Working side by side helps break down stereotypes, Blood added. “There are so many depictions in movies and TV of the guy with mental illness who is strange or dangerous. But that’s not true. I think everybody at the restaurant understands that the guys who work here are just like everybody else.”

Extending reach

Sea Salt isn’t the only employer that’s involved in a partnership with Vail Place. Other local companies that employ Vail Place workers include Kowalski’s Markets and Coastal Seafoods

But Framsted and her colleagues would like to add even more employers to their list of partners. “I’m out there all the time trying to develop more relationships with employers,” Framsted said. “I tell them how many clubhouse members there are who currently working in the community. These are dedicated individuals who will be successful workers. They’ve made a quarter-million dollars collectively just his year. That’s a benefit to everyone.”

And it’s not just an economic argument, Framsted added. Working with Vail Place is, she said, “a wonderful opportunity for employers to help a marginalized community that is already dealing with a multitude of challenges in life. When they are given the opportunity to do a job in the community, our club members are able to work and contribute to society and have a purposeful life.”
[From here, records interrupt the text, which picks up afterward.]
//! Forwarding paths
//!
//! When the account cannot perform an intent directly, the resolver returns
//! one or more paths: chains of transactions through forwarder apps, the last
//! hop being the intent itself. Signing a path means submitting its first
//! transaction.

use crate::errors::{SignerError, SignerResult};
use quorum_core::Address;
use serde::{Deserialize, Serialize};

/// Maximum length of a hop name in a radio item title.
pub const RADIO_ITEM_TITLE_LENGTH: usize = 30;

/// One transaction, as handed to the wallet.
#[derive(Debug, Clone, PartialEq, Eq, Serialize, Deserialize)]
pub struct Transaction {
    /// Target contract
    pub to: Address,
    /// Display name of the target (app or forwarder)
    #[serde(default)]
    pub name: String,
    /// What the hop does
    #[serde(default)]
    pub description: String,
    /// Hex calldata
    #[serde(default)]
    pub data: String,
}

/// The action a user asked for.
#[derive(Debug, Clone, PartialEq, Eq, Serialize, Deserialize)]
pub struct TransactionIntent {
    /// Contract the action runs on
    pub to: Address,
    /// App name
    #[serde(default)]
    pub name: Option<String>,
    /// Radspec description
    #[serde(default)]
    pub description: Option<String>,
    /// Transaction performing the action directly
    pub transaction: Transaction,
}

/// How an intent can be performed.
#[derive(Debug, Clone, PartialEq, Eq, Default, Serialize, Deserialize)]
pub struct ForwardingPaths {
    /// The account can perform the intent itself
    pub direct: bool,
    /// Candidate paths, each ending with the intent
    #[serde(default)]
    pub paths: Vec<Vec<Transaction>>,
}

impl ForwardingPaths {
    /// Directly performable.
    pub fn direct() -> Self {
        Self {
            direct: true,
            paths: Vec::new(),
        }
    }

    /// Performable only through forwarders. Empty paths are dropped.
    pub fn via(paths: Vec<Vec<Transaction>>) -> Self {
        Self {
            direct: false,
            paths: paths.into_iter().filter(|p| !p.is_empty()).collect(),
        }
    }

    /// Whether the intent cannot be performed at all.
    pub fn is_impossible(&self) -> bool {
        !self.direct && self.paths.is_empty()
    }
}

/// A radio-list entry describing one path.
#[derive(Debug, Clone, PartialEq, Eq)]
pub struct PathRadioItem {
    /// Hop names joined with ` → `, each shortened
    pub title: String,
    /// Single hop's description, or one numbered line per hop
    pub description: Vec<String>,
}

impl PathRadioItem {
    /// Describe a path. The final hop (the intent itself) is left out.
    pub fn from_path(path: &[Transaction]) -> Self {
        let hops = &path[..path.len().saturating_sub(1)];
        let title = hops
            .iter()
            .map(|hop| shorten_name(&hop.name))
            .collect::<Vec<_>>()
            .join(" → ");
        let description = match hops {
            [single] => vec![single.description.clone()],
            _ => hops
                .iter()
                .enumerate()
                .map(|(i, hop)| format!("{}. {}: {}", i + 1, hop.name, hop.description))
                .collect(),
        };
        Self { title, description }
    }
}

fn shorten_name(name: &str) -> String {
    if name.chars().count() > RADIO_ITEM_TITLE_LENGTH {
        let short: String = name.chars().take(RADIO_ITEM_TITLE_LENGTH).collect();
        format!("{short}…")
    } else {
        name.to_string()
    }
}

/// Path choice for one intent; starts on path 0.
#[derive(Debug, Clone, PartialEq, Eq)]
pub struct PathSelector {
    intent: TransactionIntent,
    paths: ForwardingPaths,
    selected: usize,
}

impl PathSelector {
    /// Start a selection. Fails with `NoPath` when nothing can perform the
    /// intent.
    pub fn new(intent: TransactionIntent, paths: ForwardingPaths) -> SignerResult<Self> {
        if paths.is_impossible() {
            return Err(SignerError::NoPath);
        }
        Ok(Self {
            intent,
            paths,
            selected: 0,
        })
    }

    /// The intent.
    pub fn intent(&self) -> &TransactionIntent {
        &self.intent
    }

    /// Whether the intent is performed directly.
    pub fn is_direct(&self) -> bool {
        self.paths.direct
    }

    /// Whether the path list is shown.
    pub fn shows_paths(&self) -> bool {
        !self.paths.direct
    }

    /// Heading above the radio list.
    pub fn paths_description(&self) -> &'static str {
        if self.paths.paths.len() > 1 {
            "Here are some options you can use to perform it:"
        } else {
            "You can perform this action through:"
        }
    }

    /// Radio items, one per path.
    pub fn radio_items(&self) -> Vec<PathRadioItem> {
        self.paths
            .paths
            .iter()
            .map(|path| PathRadioItem::from_path(path))
            .collect()
    }

    /// Selected path index.
    pub fn selected(&self) -> usize {
        self.selected
    }

    /// Choose a path.
    pub fn select(&mut self, index: usize) -> SignerResult<()> {
        let len = self.paths.paths.len();
        if !self.paths.direct && index >= len {
            return Err(SignerError::PathOutOfRange { index, len });
        }
        self.selected = index;
        Ok(())
    }

    /// The transaction signing submits: the intent's own transaction when
    /// direct, otherwise the first hop of the selected path.
    pub fn transaction_to_sign(&self) -> SignerResult<&Transaction> {
        if self.paths.direct {
            return Ok(&self.intent.transaction);
        }
        self.paths
            .paths
            .get(self.selected)
            .and_then(|path| path.first())
            .ok_or(SignerError::PathOutOfRange {
                index: self.selected,
                len: self.paths.paths.len(),
            })
    }
}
Sometimes employers are concerned about the possible ramifications of hiring a person with SPMI. Could the Vail Place club member be an unreliable worker? Is there a risk of negative interactions between the worker and the community the employer serves?

Framsted recalled the reaction of a local church when she approached them with the idea of hiring a Vail Place member for an open position. “We tried to connect with the church to get a transitional employment program going. At first they said, ‘No. We’ll go the traditional hiring route.’ Then, a few months later, the church called us and wanted to give our program a try. It seems they’d already been through two people who quit. We connected them with a member. So they loved him so much over there that when he found another job, they didn’t want to let him go. We found another club member for the position, and they love him too. He’s been there a year and half and they’ve never been happier.”